Market/Audience Information
This is the part of your proposal that contains information about the market and where your book will fit into it. What shelf will it go on in the bookstore? What books will be shelved nearby (your comp titles)? Who is likely to read your book, and why? What’s the demographic information of that reader, if you know? What can you do, as the author, to help promote the book? As noted above, if you have 2 million TikTok followers, then your plan to release promotional videos to BookTok is important information. If you have a blog, what’s the regular readership? Do you have Twitter followers? What other authors might blurb your book?
Sample Chapters
Finally, the sample chapters. All the above information we’ve talked about might be on point, but can you write nonfiction? The sample chapters will tell. The editor, agent, or publisher will want to see some proof of concept.
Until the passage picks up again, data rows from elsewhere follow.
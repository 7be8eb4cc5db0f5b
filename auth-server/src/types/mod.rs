//! Type definitions for the Auth Server
//!
//! Request/response bodies and the error codes the API returns.

use chrono::{DateTime, Utc};
use serde::{Deserialize, Serialize};
use serde_json::Value;

use zk_auth_verifier::{CircuitId, ExtractedToken};

/// Error codes returned by the API
#[derive(Debug, Clone, Copy, PartialEq, Eq, Serialize, Deserialize)]
#[serde(rename_all = "SCREAMING_SNAKE_CASE")]
pub enum ErrorCode {
    /// Message could not be parsed or has the wrong shape
    MalformedMessage,
    /// A scope entry failed verification
    Rejected,
    /// State registry could not be read; retry later
    StateUnavailable,
}

impl ErrorCode {
    pub fn is_retryable(&self) -> bool {
        matches!(self, Self::StateUnavailable)
    }
}

// ==================== Request Types ====================

/// Verification request
#[derive(Debug, Clone, Serialize, Deserialize)]
pub struct VerifyRequest {
    /// Authorization response or credential fetch request
    pub message: Value,
    /// Originating authorization request; its rules are enforced when present
    #[serde(default, skip_serializing_if = "Option::is_none")]
    pub request: Option<Value>,
}

/// Request carrying a single message, for extraction and request validation
#[derive(Debug, Clone, Serialize, Deserialize)]
pub struct MessageRequest {
    pub message: Value,
}

// ==================== Response Types ====================

/// Where and why verification failed
#[derive(Debug, Clone, Serialize, Deserialize)]
pub struct ErrorBody {
    pub code: ErrorCode,
    pub message: String,
    /// Scope index of the rejected entry
    #[serde(skip_serializing_if = "Option::is_none")]
    pub scope_index: Option<usize>,
    #[serde(skip_serializing_if = "Option::is_none")]
    pub circuit_id: Option<String>,
    /// Query rule that failed, for query violations
    #[serde(skip_serializing_if = "Option::is_none")]
    pub rule: Option<String>,
    pub retryable: bool,
}

/// Verification result
#[derive(Debug, Clone, Serialize, Deserialize)]
pub struct VerifyResponse {
    pub request_id: String,
    pub valid: bool,
    pub tokens: Vec<ExtractedToken>,
    #[serde(skip_serializing_if = "Option::is_none")]
    pub error: Option<ErrorBody>,
    pub verified_at: DateTime<Utc>,
}

/// Error envelope for endpoints without a verification verdict
#[derive(Debug, Clone, Serialize, Deserialize)]
pub struct ErrorResponse {
    pub error: ErrorBody,
}

/// Metadata extraction result
#[derive(Debug, Clone, Serialize, Deserialize)]
pub struct ExtractResponse {
    pub tokens: Vec<ExtractedToken>,
}

/// Authorization request validation result
#[derive(Debug, Clone, Serialize, Deserialize)]
pub struct ValidateResponse {
    pub valid: bool,
}

/// Health check response
#[derive(Debug, Clone, Serialize, Deserialize)]
pub struct HealthResponse {
    /// Server status
    pub status: String,
    /// Server version
    pub version: String,
}

/// Detailed status response
#[derive(Debug, Clone, Serialize, Deserialize)]
pub struct StatusResponse {
    pub status: String,
    pub version: String,
    pub supported_circuits: Vec<CircuitId>,
    pub total_verified: u64,
    pub total_rejected: u64,
    pub started_at: DateTime<Utc>,
    pub uptime_secs: u64,
}
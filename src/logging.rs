// Logging setup on tracing / tracing-subscriber.
use tracing_subscriber::{fmt, EnvFilter};

/// Install the global subscriber.
///
/// The level comes from `RUST_LOG` (default `info`), e.g.
/// `RUST_LOG=ftd_report=debug`. Logs go to stderr so they do not mix with
/// the menu output on stdout.
pub fn init() {
    let filter = EnvFilter::try_from_default_env().unwrap_or_else(|_| EnvFilter::new("info"));

    fmt()
        .with_env_filter(filter)
        .with_target(true)
        .with_line_number(true)
        .with_writer(std::io::stderr)
        .init();
}

/// Verbose subscriber for tests; safe to call more than once.
pub fn init_test() {
    let _ = fmt()
        .with_env_filter(EnvFilter::new("debug"))
        .with_test_writer()
        .try_init();
}
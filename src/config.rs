use std::env;
use std::path::PathBuf;

pub const INPUT_ENV: &str = "FTD_REPORT_INPUT";
pub const OUTPUT_DIR_ENV: &str = "FTD_REPORT_OUTPUT_DIR";
pub const DEFAULT_INPUT: &str = "clients.xlsx";

/// Where to read the upload from and where to write reports.
#[derive(Debug, Clone, PartialEq, Eq)]
pub struct AppConfig {
    pub input_path: PathBuf,
    pub output_dir: PathBuf,
}

impl AppConfig {
    /// First CLI argument, then `FTD_REPORT_INPUT`, then `clients.xlsx`.
    pub fn from_env_and_args() -> Self {
        Self::resolve(
            env::args().nth(1),
            env::var(INPUT_ENV).ok(),
            env::var(OUTPUT_DIR_ENV).ok(),
        )
    }

    pub fn resolve(
        arg: Option<String>,
        input_env: Option<String>,
        output_env: Option<String>,
    ) -> Self {
        let non_blank = |v: Option<String>| v.filter(|s| !s.trim().is_empty());
        let input = non_blank(arg)
            .or_else(|| non_blank(input_env))
            .unwrap_or_else(|| DEFAULT_INPUT.to_string());
        let output = non_blank(output_env).unwrap_or_else(|| ".".to_string());
        Self {
            input_path: PathBuf::from(input),
            output_dir: PathBuf::from(output),
        }
    }

    pub fn output_path(&self, file_name: &str) -> PathBuf {
        self.output_dir.join(file_name)
    }
}
use crate::error::{PipelineError, PipelineResult};
use crate::normalizer::{normalize, NormalizePolicy};
use crate::schema::ColumnSchema;
use crate::types::{CellValue, CleanRecord, DatasetDiagnostics, RawDataset, RawRecord};
use calamine::{Data, Range, Reader, Xls, Xlsx};
use chrono::{NaiveDate, NaiveDateTime};
use csv::ReaderBuilder;
use sha2::{Digest, Sha256};
use std::io::Cursor;
use std::path::Path;
use tracing::{debug, info};

/// Everything the report side needs from one upload.
#[derive(Debug, Clone)]
pub struct LoadedDataset {
    pub records: Vec<CleanRecord>,
    pub diagnostics: DatasetDiagnostics,
    /// SHA-256 of the file bytes, hex encoded.
    pub fingerprint: String,
}

/// A file read from disk but not yet normalized.
#[derive(Debug, Clone)]
pub struct RawUpload {
    pub raw: RawDataset,
    pub fingerprint: String,
}

/// Result of reloading a file against the dataset already in memory.
#[derive(Debug)]
pub enum Reload {
    /// Same bytes as the cached dataset; normalization was skipped.
    Unchanged,
    Loaded(LoadedDataset),
}

#[derive(Debug, Clone, Copy, PartialEq, Eq)]
pub enum FileKind {
    Csv,
    Xlsx,
    Xls,
}

impl FileKind {
    pub fn from_path(path: &Path) -> PipelineResult<Self> {
        let ext = path
            .extension()
            .and_then(|e| e.to_str())
            .unwrap_or("")
            .to_lowercase();
        match ext.as_str() {
            "csv" => Ok(FileKind::Csv),
            "xlsx" => Ok(FileKind::Xlsx),
            "xls" => Ok(FileKind::Xls),
            _ => Err(PipelineError::UnsupportedFormat(ext)),
        }
    }
}

pub fn fingerprint(bytes: &[u8]) -> String {
    let mut hasher = Sha256::new();
    hasher.update(bytes);
    hasher
        .finalize()
        .iter()
        .map(|b| format!("{:02x}", b))
        .collect()
}

/// Read a file from disk into a raw dataset without cleaning anything.
pub fn read_dataset(path: &Path) -> PipelineResult<RawDataset> {
    Ok(read_upload(path)?.raw)
}

pub fn read_upload(path: &Path) -> PipelineResult<RawUpload> {
    if !path.exists() {
        return Err(PipelineError::FileNotFound(path.display().to_string()));
    }
    let kind = FileKind::from_path(path)?;
    let bytes = std::fs::read(path)?;
    let fingerprint = fingerprint(&bytes);
    let raw = parse_bytes(bytes, kind)?;
    info!(
        path = %path.display(),
        rows = raw.records.len(),
        columns = raw.columns.len(),
        "loaded file"
    );
    Ok(RawUpload { raw, fingerprint })
}

pub fn parse_bytes(bytes: Vec<u8>, kind: FileKind) -> PipelineResult<RawDataset> {
    match kind {
        FileKind::Csv => parse_csv(&bytes),
        FileKind::Xlsx => {
            let mut workbook: Xlsx<_> = Xlsx::new(Cursor::new(bytes))?;
            let range = first_sheet(&mut workbook)?;
            range_to_dataset(&range)
        }
        FileKind::Xls => {
            let mut workbook: Xls<_> = Xls::new(Cursor::new(bytes))?;
            let range = first_sheet(&mut workbook)?;
            range_to_dataset(&range)
        }
    }
}

/// CSV cells are all text; the resolver decides what each one means.
pub fn parse_csv(bytes: &[u8]) -> PipelineResult<RawDataset> {
    let mut rdr = ReaderBuilder::new()
        .has_headers(true)
        .flexible(true)
        .from_reader(bytes);

    let columns: Vec<String> = rdr
        .headers()?
        .iter()
        .map(|h| h.trim_start_matches('\u{feff}').trim().to_string())
        .collect();

    let mut records = Vec::new();
    for result in rdr.records() {
        let row = result?;
        let record: RawRecord = columns
            .iter()
            .zip(row.iter())
            .map(|(col, value)| {
                let cell = if value.trim().is_empty() {
                    CellValue::Empty
                } else {
                    CellValue::Text(value.to_string())
                };
                (col.clone(), cell)
            })
            .collect();
        if record.is_blank() {
            continue;
        }
        records.push(record);
    }
    Ok(RawDataset { columns, records })
}

fn first_sheet<RS, R>(workbook: &mut R) -> PipelineResult<Range<Data>>
where
    RS: std::io::Read + std::io::Seek,
    R: Reader<RS>,
    PipelineError: From<R::Error>,
{
    let name = workbook
        .sheet_names()
        .first()
        .cloned()
        .ok_or(PipelineError::EmptyWorkbook)?;
    debug!(sheet = %name, "reading first worksheet");
    Ok(workbook.worksheet_range(&name)?)
}

fn range_to_dataset(range: &Range<Data>) -> PipelineResult<RawDataset> {
    let mut rows = range.rows();
    let header = rows.next().ok_or(PipelineError::EmptyWorkbook)?;
    let columns: Vec<String> = header.iter().map(|c| c.to_string().trim().to_string()).collect();

    let records = rows
        .map(|row| {
            columns
                .iter()
                .zip(row.iter())
                .map(|(col, data)| (col.clone(), cell_from_data(data)))
                .collect::<RawRecord>()
        })
        .filter(|r| !r.is_blank())
        .collect();
    Ok(RawDataset { columns, records })
}

/// Date cells keep their serial so the resolver applies the serial rules.
/// ISO date cells (OpenDocument style) become structured date-times.
pub fn cell_from_data(data: &Data) -> CellValue {
    match data {
        Data::Empty => CellValue::Empty,
        Data::Int(i) => CellValue::Number(*i as f64),
        Data::Float(f) => CellValue::Number(*f),
        Data::DateTime(dt) => CellValue::Number(dt.as_f64()),
        Data::DateTimeIso(s) => parse_iso_datetime(s)
            .map(CellValue::DateTime)
            .unwrap_or_else(|| CellValue::Text(s.clone())),
        Data::String(s) | Data::DurationIso(s) => CellValue::Text(s.clone()),
        Data::Bool(b) => CellValue::Text(if *b { "TRUE" } else { "FALSE" }.to_string()),
        Data::Error(e) => CellValue::Text(e.to_string()),
    }
}

fn parse_iso_datetime(s: &str) -> Option<NaiveDateTime> {
    let s = s.trim();
    NaiveDateTime::parse_from_str(s, "%Y-%m-%dT%H:%M:%S%.f")
        .ok()
        .or_else(|| NaiveDateTime::parse_from_str(s, "%Y-%m-%dT%H:%M:%S").ok())
        .or_else(|| {
            NaiveDate::parse_from_str(s, "%Y-%m-%d")
                .ok()
                .and_then(|d| d.and_hms_opt(0, 0, 0))
        })
}

pub fn normalize_upload(
    upload: RawUpload,
    schema: &ColumnSchema,
    policy: &NormalizePolicy,
) -> PipelineResult<LoadedDataset> {
    let (records, diagnostics) = normalize(&upload.raw, schema, policy)?;
    Ok(LoadedDataset {
        records,
        diagnostics,
        fingerprint: upload.fingerprint,
    })
}

/// Read and normalize a file in one go.
pub fn load_and_clean(
    path: &Path,
    schema: &ColumnSchema,
    policy: &NormalizePolicy,
) -> PipelineResult<LoadedDataset> {
    normalize_upload(read_upload(path)?, schema, policy)
}

/// Read the file and normalize it only when its bytes differ from `cached`.
pub fn reload_if_changed(
    path: &Path,
    schema: &ColumnSchema,
    policy: &NormalizePolicy,
    cached: Option<&LoadedDataset>,
) -> PipelineResult<Reload> {
    let upload = read_upload(path)?;
    if cached.is_some_and(|c| c.fingerprint == upload.fingerprint) {
        debug!(fingerprint = %upload.fingerprint, "file unchanged, skipping normalization");
        return Ok(Reload::Unchanged);
    }
    Ok(Reload::Loaded(normalize_upload(upload, schema, policy)?))
}
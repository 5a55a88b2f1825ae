use crate::error::PipelineResult;
use serde::Serialize;
use std::path::Path;
use tabled::{settings::Style, Table, Tabled};

pub fn write_csv<T: Serialize>(path: &Path, rows: &[T]) -> PipelineResult<()> {
    let mut wtr = csv::Writer::from_path(path)?;
    for r in rows {
        wtr.serialize(r)?;
    }
    wtr.flush()?;
    Ok(())
}

pub fn write_json<T: Serialize>(path: &Path, value: &T) -> PipelineResult<()> {
    let s = serde_json::to_string_pretty(value)?;
    std::fs::write(path, s)?;
    Ok(())
}

/// Markdown table of the first `max_rows` rows, or `(no rows)`.
pub fn render_table_rows<T>(rows: &[T], max_rows: usize) -> String
where
    T: Tabled + Clone,
{
    let slice: Vec<T> = rows.iter().take(max_rows).cloned().collect();
    if slice.is_empty() {
        return "(no rows)".to_string();
    }
    Table::new(slice).with(Style::markdown()).to_string()
}

pub fn preview_table_rows<T>(rows: &[T], max_rows: usize)
where
    T: Tabled + Clone,
{
    println!("{}\n", render_table_rows(rows, max_rows));
}

#[cfg(test)]
mod tests {
    use super::*;
    use crate::types::MonthlyCountRow;
    use tempfile::tempdir;

    fn rows() -> Vec<MonthlyCountRow> {
        vec![
            MonthlyCountRow {
                month: "2024-01".into(),
                group: "Google".into(),
                clients: 3,
            },
            MonthlyCountRow {
                month: "2024-02".into(),
                group: "(Unknown)".into(),
                clients: 1,
            },
        ]
    }

    #[test]
    fn test_write_csv_headers() {
        let dir = tempdir().unwrap();
        let path = dir.path().join("out.csv");
        write_csv(&path, &rows()).unwrap();
        let text = std::fs::read_to_string(&path).unwrap();
        let mut lines = text.lines();
        assert_eq!(lines.next(), Some("Month,Group,Clients"));
        assert_eq!(lines.next(), Some("2024-01,Google,3"));
    }

    #[test]
    fn test_write_json() {
        let dir = tempdir().unwrap();
        let path = dir.path().join("out.json");
        write_json(&path, &rows()).unwrap();
        let value: serde_json::Value =
            serde_json::from_str(&std::fs::read_to_string(&path).unwrap()).unwrap();
        assert_eq!(value[0]["Clients"], 3);
    }

    #[test]
    fn test_render_table_rows() {
        let table = render_table_rows(&rows(), 1);
        assert!(table.contains("Google"));
        assert!(!table.contains("(Unknown)"));
        assert_eq!(render_table_rows::<MonthlyCountRow>(&[], 5), "(no rows)");
    }
}
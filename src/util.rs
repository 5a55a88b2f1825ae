// Small formatting and calendar helpers shared by the normalizer, the
// report builders and the CLI.
use chrono::{Datelike, NaiveDate};
use num_format::{Locale, ToFormattedString};

/// First day of the month `date` falls in.
pub fn first_of_month(date: NaiveDate) -> NaiveDate {
    date.with_day(1).unwrap_or(date)
}

/// `YYYY-MM` label used for month buckets in reports.
pub fn month_label(month: NaiveDate) -> String {
    month.format("%Y-%m").to_string()
}

/// Percentage of `part` in `whole`, 0 for an empty whole.
pub fn percent(part: usize, whole: usize) -> f64 {
    if whole == 0 {
        return 0.0;
    }
    part as f64 / whole as f64 * 100.0
}

pub fn format_number(n: f64, decimals: usize) -> String {
    // Fixed decimals plus thousands separators, e.g. `1,234,567.89`.
    let neg = n.is_sign_negative() && n != 0.0;
    let s = format!("{:.*}", decimals, n.abs());
    let mut parts = s.split('.');
    let int_part = parts.next().unwrap_or("0");
    let frac_part = parts.next();
    let int_val: i64 = int_part.parse().unwrap_or(0);
    let mut res = int_val.to_formatted_string(&Locale::en);
    if let Some(frac) = frac_part {
        res.push('.');
        res.push_str(frac);
    }
    if neg {
        format!("-{}", res)
    } else {
        res
    }
}

pub fn format_int<T>(n: T) -> String
where
    T: ToFormattedString,
{
    // Counts in console messages, e.g. `9,855 rows loaded`.
    n.to_formatted_string(&Locale::en)
}
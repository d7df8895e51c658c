// SPDX-License-Identifier: MIT
// SPDX-FileCopyrightText: 2025 Alexander Minges

//! Business logic for bundling emoji images into zip archives.
//!
//! Responsibilities:
//! - Turn the catalog (or the selected part of it) into an id-unique request.
//! - Fetch every image, collecting per-record failures instead of aborting.
//! - Derive collision-free entry names from image locations.
//! - Serialize the entries under the scope's folder and write the zip to disk.

use std::collections::HashSet;
use std::fs;
use std::io::{Cursor, Write};
use std::path::{Path, PathBuf};
use std::sync::Arc;
use std::sync::atomic::{AtomicBool, Ordering};

use tempfile::NamedTempFile;
use thiserror::Error;
use url::Url;
use zip::{CompressionMethod, write::FileOptions};

use crate::logic::fetch::ImageSource;
use crate::models::emoji::EmojiRecord;
use crate::models::selection::SelectionSet;
use crate::utils::sanitize_component;
use crate::utils::sanitize_component::{join_extension, split_extension};

/// Which records a download covers. Fixes the folder and file names.
#[derive(Clone, Copy, Debug, PartialEq, Eq)]
pub enum ArchiveScope {
    All,
    Selected,
}

impl ArchiveScope {
    /// Top-level folder inside the archive.
    pub fn folder_name(self) -> &'static str {
        match self {
            ArchiveScope::All => "tiktok-emojis",
            ArchiveScope::Selected => "tiktok-emojis-selected",
        }
    }

    /// Suggested file name for the saved archive.
    pub fn file_name(self) -> &'static str {
        match self {
            ArchiveScope::All => "tiktok-emojis.zip",
            ArchiveScope::Selected => "selected-tiktok-emojis.zip",
        }
    }
}

/// Ordered, id-unique records to package for one download action.
#[derive(Clone, Debug, PartialEq, Eq)]
pub struct ArchiveRequest {
    scope: ArchiveScope,
    records: Vec<EmojiRecord>,
}

impl ArchiveRequest {
    /// Build a request; later records repeating an earlier id are dropped.
    pub fn new(scope: ArchiveScope, records: impl IntoIterator<Item = EmojiRecord>) -> Self {
        let mut seen = HashSet::new();
        let records = records
            .into_iter()
            .filter(|r| seen.insert(r.id.clone()))
            .collect();
        Self { scope, records }
    }

    /// Every given record, typically the records the gallery currently shows.
    pub fn all<'a>(records: impl IntoIterator<Item = &'a EmojiRecord>) -> Self {
        Self::new(ArchiveScope::All, records.into_iter().cloned())
    }

    /// Given records whose id is selected, in their original order.
    pub fn selected<'a>(
        records: impl IntoIterator<Item = &'a EmojiRecord>,
        selection: &SelectionSet,
    ) -> Self {
        Self::new(
            ArchiveScope::Selected,
            records
                .into_iter()
                .filter(|r| selection.is_selected(&r.id))
                .cloned(),
        )
    }

    pub fn scope(&self) -> ArchiveScope {
        self.scope
    }

    pub fn records(&self) -> &[EmojiRecord] {
        &self.records
    }

    pub fn is_empty(&self) -> bool {
        self.records.is_empty()
    }
}

/// Cooperative cancellation flag shared between the UI and a running build.
#[derive(Clone, Debug, Default)]
pub struct CancelToken(Arc<AtomicBool>);

impl CancelToken {
    pub fn cancel(&self) {
        self.0.store(true, Ordering::SeqCst);
    }

    pub fn is_cancelled(&self) -> bool {
        self.0.load(Ordering::SeqCst)
    }
}

/// A record whose image could not be fetched. The build continues without it.
#[derive(Clone, Debug, PartialEq, Eq)]
pub struct FetchFailure {
    pub id: String,
    pub location: String,
    pub reason: String,
}

/// Serialized archive plus what went into it.
#[derive(Debug)]
pub struct ArchiveOutcome {
    /// Complete zip file contents.
    pub bytes: Vec<u8>,
    /// Entry paths in insertion order (`<folder>/<name>`), folder entry excluded.
    pub entries: Vec<String>,
    pub failures: Vec<FetchFailure>,
    /// Records without an image location.
    pub skipped: usize,
}

/// Result of a saved download, for status reporting.
#[derive(Clone, Debug, PartialEq, Eq)]
pub struct ArchiveReport {
    pub path: PathBuf,
    pub entries: Vec<String>,
    pub failures: Vec<FetchFailure>,
    pub skipped: usize,
    pub size: u64,
}

/// Fatal reasons a download produced no archive.
#[derive(Debug, Error)]
pub enum ArchiveError {
    #[error("download cancelled")]
    Cancelled,
    #[error("none of the {attempted} images could be downloaded (first error: {first_reason})")]
    NothingFetched {
        attempted: usize,
        first_reason: String,
    },
    #[error("duplicate entry name in archive: {0}")]
    DuplicateEntry(String),
    #[error("failed to serialize archive: {0}")]
    Zip(#[from] zip::result::ZipError),
    #[error("failed to write archive {path:?}: {source}")]
    Io {
        path: PathBuf,
        #[source]
        source: std::io::Error,
    },
}

/// One fetched image waiting to be serialized.
struct PendingEntry {
    name: String,
    bytes: Vec<u8>,
}

/// Fetch every image in `request` and pack the results into an in-memory zip.
///
/// Records without a location are skipped silently. Individual fetch
/// failures are collected in [`ArchiveOutcome::failures`]; the build only
/// fails when every attempted fetch failed, when `cancel` fires, or when the
/// zip itself cannot be written.
pub fn build_archive(
    request: &ArchiveRequest,
    source: &dyn ImageSource,
    cancel: &CancelToken,
) -> Result<ArchiveOutcome, ArchiveError> {
    let folder = request.scope.folder_name();
    log::info!(
        "Building {folder} archive from {} record(s)",
        request.records.len()
    );

    let mut pending = Vec::with_capacity(request.records.len());
    let mut used_names = HashSet::new();
    let mut failures = Vec::new();
    let mut skipped = 0;
    let mut attempted = 0;

    for record in &request.records {
        if cancel.is_cancelled() {
            return Err(ArchiveError::Cancelled);
        }
        if !record.has_image() {
            log::debug!("Record {} has no image location; skipping", record.id);
            skipped += 1;
            continue;
        }

        attempted += 1;
        match source.fetch(&record.image_location) {
            Ok(image) => {
                let candidate = derive_file_name(&record.image_location)
                    .unwrap_or_else(|| fallback_name(&record.id, image.content_type.as_deref()));
                let name = unique_entry_name(candidate, &record.id, &mut used_names);
                pending.push(PendingEntry {
                    name,
                    bytes: image.bytes,
                });
            }
            Err(err) => {
                log::warn!("Skipping {} ({}): {err}", record.id, record.image_location);
                failures.push(FetchFailure {
                    id: record.id.clone(),
                    location: record.image_location.clone(),
                    reason: err.to_string(),
                });
            }
        }
    }

    if attempted > 0 && pending.is_empty() {
        let first_reason = failures
            .first()
            .map(|f| f.reason.clone())
            .unwrap_or_default();
        return Err(ArchiveError::NothingFetched {
            attempted,
            first_reason,
        });
    }
    if cancel.is_cancelled() {
        return Err(ArchiveError::Cancelled);
    }

    let entries: Vec<String> = pending
        .iter()
        .map(|e| format!("{folder}/{}", e.name))
        .collect();
    assert_unique_entry_names(&entries)?;

    let bytes = serialize(folder, &pending)?;
    log::info!(
        "Packed {} image(s) into {folder} ({} failed, {skipped} without image)",
        entries.len(),
        failures.len()
    );

    Ok(ArchiveOutcome {
        bytes,
        entries,
        failures,
        skipped,
    })
}

/// Build the archive for `request` and write it to `output`.
///
/// Nothing is written when the build fails or is cancelled.
pub fn save_archive(
    output: &Path,
    request: &ArchiveRequest,
    source: &dyn ImageSource,
    cancel: &CancelToken,
) -> Result<ArchiveReport, ArchiveError> {
    let outcome = build_archive(request, source, cancel)?;
    if cancel.is_cancelled() {
        return Err(ArchiveError::Cancelled);
    }
    write_archive(output, &outcome.bytes)?;

    Ok(ArchiveReport {
        path: output.to_path_buf(),
        size: outcome.bytes.len() as u64,
        entries: outcome.entries,
        failures: outcome.failures,
        skipped: outcome.skipped,
    })
}

/// Persist archive bytes, creating missing parent directories.
///
/// Bytes go to a temporary file next to `output` that is renamed into place
/// once complete, so a failed write never leaves a truncated archive behind.
pub fn write_archive(output: &Path, bytes: &[u8]) -> Result<(), ArchiveError> {
    let io_err = |source| ArchiveError::Io {
        path: output.to_path_buf(),
        source,
    };

    let dir = match output.parent() {
        Some(parent) if !parent.as_os_str().is_empty() => parent,
        _ => Path::new("."),
    };
    if !dir.exists() {
        fs::create_dir_all(dir).map_err(io_err)?;
    }

    let mut staged = NamedTempFile::new_in(dir).map_err(io_err)?;
    staged.write_all(bytes).map_err(io_err)?;
    staged.as_file().sync_all().map_err(io_err)?;
    staged.persist(output).map_err(|e| io_err(e.error))?;
    Ok(())
}

/// Force a specific extension onto a path when it is missing or different.
///
/// Keeps existing matching extension (case-insensitive); otherwise replaces it.
pub fn ensure_extension(mut path: PathBuf, extension: &str) -> PathBuf {
    let replace = !matches!(
        path.extension().and_then(|e| e.to_str()),
        Some(ext) if ext.eq_ignore_ascii_case(extension)
    );

    if replace {
        path.set_extension(extension);
    }
    path
}

/// Last path segment of an image location, sanitized for use as an entry name.
///
/// Query strings and fragments are ignored. Returns `None` when the final
/// segment is empty or holds nothing alphanumeric.
pub fn derive_file_name(location: &str) -> Option<String> {
    let location = location.trim();
    let segment = match Url::parse(location) {
        Ok(url) if url.scheme().len() > 1 => url
            .path_segments()
            .and_then(|mut segments| segments.next_back())
            .map(str::to_string)?,
        _ => {
            let path = location
                .split(['?', '#'])
                .next()
                .unwrap_or_default();
            path.rsplit(['/', '\\']).next().unwrap_or_default().to_string()
        }
    };

    if !segment.chars().any(|c| c.is_ascii_alphanumeric()) {
        return None;
    }
    Some(sanitize_component(&segment))
}

/// Name for a record whose location has no usable file name.
///
/// Embeds the record id so two such records never share a name.
fn fallback_name(id: &str, content_type: Option<&str>) -> String {
    const PREFERRED: [&str; 6] = ["png", "jpg", "gif", "webp", "svg", "bmp"];

    let ext = content_type
        .and_then(mime_guess::get_mime_extensions_str)
        .and_then(|exts| {
            PREFERRED
                .iter()
                .find(|p| exts.contains(*p))
                .or_else(|| exts.first())
                .copied()
        })
        .unwrap_or("png");
    format!("emoji-{}.{ext}", sanitize_component(id))
}

/// Reserve `candidate`, or a variant tagged with the record id when taken.
///
/// Comparison ignores ASCII case so the archive also extracts cleanly on
/// case-insensitive filesystems.
fn unique_entry_name(candidate: String, id: &str, used: &mut HashSet<String>) -> String {
    if used.insert(candidate.to_ascii_lowercase()) {
        return candidate;
    }

    let (base, ext) = split_extension(&candidate);
    let tag = sanitize_component(id);
    let mut name = join_extension(&format!("{base}-{tag}"), ext);
    let mut counter = 2;
    while !used.insert(name.to_ascii_lowercase()) {
        name = join_extension(&format!("{base}-{tag}-{counter}"), ext);
        counter += 1;
    }
    name
}

/// Ensure no two entries share a path inside the archive.
fn assert_unique_entry_names(entries: &[String]) -> Result<(), ArchiveError> {
    let mut seen = HashSet::new();
    for entry in entries {
        if !seen.insert(entry.to_ascii_lowercase()) {
            return Err(ArchiveError::DuplicateEntry(entry.clone()));
        }
    }
    Ok(())
}

/// Write the folder entry and every image into a fresh zip.
fn serialize(folder: &str, entries: &[PendingEntry]) -> Result<Vec<u8>, ArchiveError> {
    let mut zip = zip::ZipWriter::new(Cursor::new(Vec::new()));
    let options: FileOptions<'_, ()> =
        FileOptions::default().compression_method(CompressionMethod::Deflated);

    zip.add_directory(format!("{folder}/"), options)?;
    for entry in entries {
        zip.start_file(format!("{folder}/{}", entry.name), options)?;
        zip.write_all(&entry.bytes)
            .map_err(|e| ArchiveError::Zip(e.into()))?;
    }

    Ok(zip.finish()?.into_inner())
}
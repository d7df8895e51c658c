// SPDX-License-Identifier: MIT
// SPDX-FileCopyrightText: 2025 Alexander Minges

//! Shared helper utilities reused by UI and business logic.

pub mod format;
pub mod sanitize_component;

/// Human-readable byte sizes for status messages.
pub use format::format_bytes;
/// Sanitize arbitrary strings into zip-safe path components.
pub use sanitize_component::sanitize_component;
Most nonfiction submission guidelines I’ve seen don’t specify which chapters you need to send. My advice, if the publisher doesn’t specifically want, for instance, “the first two chapters,” is to send them your best chapters. Well, duh. I mean, send them the chapters that were the most fun and interesting for you to write, if you have enough material completed to choose from. The ones that were most fun for you to write will probably be the most fun for someone to read. These chapters should be as polished as you can make them. That doesn’t mean you have to hire someone to copyedit them and make them spotless; just make sure they’re complete, revised, and you’ve run spellcheck.
There are other things that some publishers may want, and others may not. For instance, the timeline on which you can write the rest of the book. Some publishers expect to get this with your proposal, others will want to negotiate it with you, others will have a firm deadline in mind by which they must have that finished manuscript in order to fit the project into their editorial calendar. Can it hurt to propose a timeline? I don’t think so—but also bear in mind that it will likely be taken as a starting point for negotiation and not set in stone. What about your CV or resume or publication history or—? Again, different recipients will have different expectations. As with applying for jobs or querying fiction, you’ll need to tailor your proposal somewhat for each recipient. But if you’re prepared with the items above, you’re going to find it a pretty simple job because just about everybody is going to want those things.